* What the exercise asks
Go over the entries below line by line, copying each one that contains the word "read".

* Exercise inputs
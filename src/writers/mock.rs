//! Writer that records every event it receives
//!
//! The recorded events live behind a shared handle, so a test can keep a
//! clone of the writer and inspect what the logger delivered.

use crate::core::{FilterChain, FilterRef, LogEvent, Result, Writer, WriterRef};
use parking_lot::RwLock;
use serde_json::Value;
use std::sync::Arc;

#[derive(Clone, Default)]
pub struct MockWriter {
    events: Arc<RwLock<Vec<LogEvent>>>,
    chain: Arc<RwLock<FilterChain>>,
}

impl MockWriter {
    pub fn new() -> Self {
        Self::default()
    }

    /// Snapshot of the events delivered so far
    pub fn events(&self) -> Vec<LogEvent> {
        self.events.read().clone()
    }

    pub fn event_count(&self) -> usize {
        self.events.read().len()
    }
}

impl Writer for MockWriter {
    fn write(&mut self, event: &LogEvent) -> Result<()> {
        self.events.write().push(event.clone());
        Ok(())
    }

    fn accepts(&self, event: &LogEvent) -> bool {
        self.chain.read().accept(event)
    }

    fn add_filter(&mut self, filter: FilterRef, options: &Value) -> Result<()> {
        self.chain.write().add(filter, options)
    }

    fn name(&self) -> &str {
        "mock"
    }
}

impl From<MockWriter> for WriterRef {
    fn from(writer: MockWriter) -> Self {
        WriterRef::from_writer(writer)
    }
}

* Exercise response
        self.events.read().clone()
        self.events.read().len()
        self.chain.read().accept(event)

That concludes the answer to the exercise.